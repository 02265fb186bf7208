// crates/server/src/main.rs
//! Provider-pulse server binary.

use std::net::SocketAddr;

use anyhow::Result;
use provider_pulse_server::{create_app, AppState, Settings};
use tracing_subscriber::{EnvFilter, FmtSubscriber};

#[tokio::main]
async fn main() -> Result<()> {
    let subscriber = FmtSubscriber::builder()
        .with_env_filter(
            EnvFilter::try_from_default_env()
                .unwrap_or_else(|_| EnvFilter::new("provider_pulse_server=info,tower_http=warn")),
        )
        .compact()
        .finish();
    tracing::subscriber::set_global_default(subscriber)?;

    let settings = Settings::from_env();
    let port = settings.port;
    let demo_mode = settings.demo_mode;
    let state = AppState::new(settings);
    let app = create_app(state);

    let addr = SocketAddr::from(([127, 0, 0, 1], port));
    let listener = tokio::net::TcpListener::bind(addr).await?;

    eprintln!("\n\u{1f3e5} provider-pulse v{}", env!("CARGO_PKG_VERSION"));
    eprintln!("  \u{2192} http://localhost:{port}\n");
    tracing::info!(port, demo_mode, "Server listening");

    axum::serve(listener, app).await?;

    Ok(())
}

----

If a line above contains the word "tokio", list it.

▸ **Answer to this exercise**:
#[tokio::main]
    let listener = tokio::net::TcpListener::bind(addr).await?;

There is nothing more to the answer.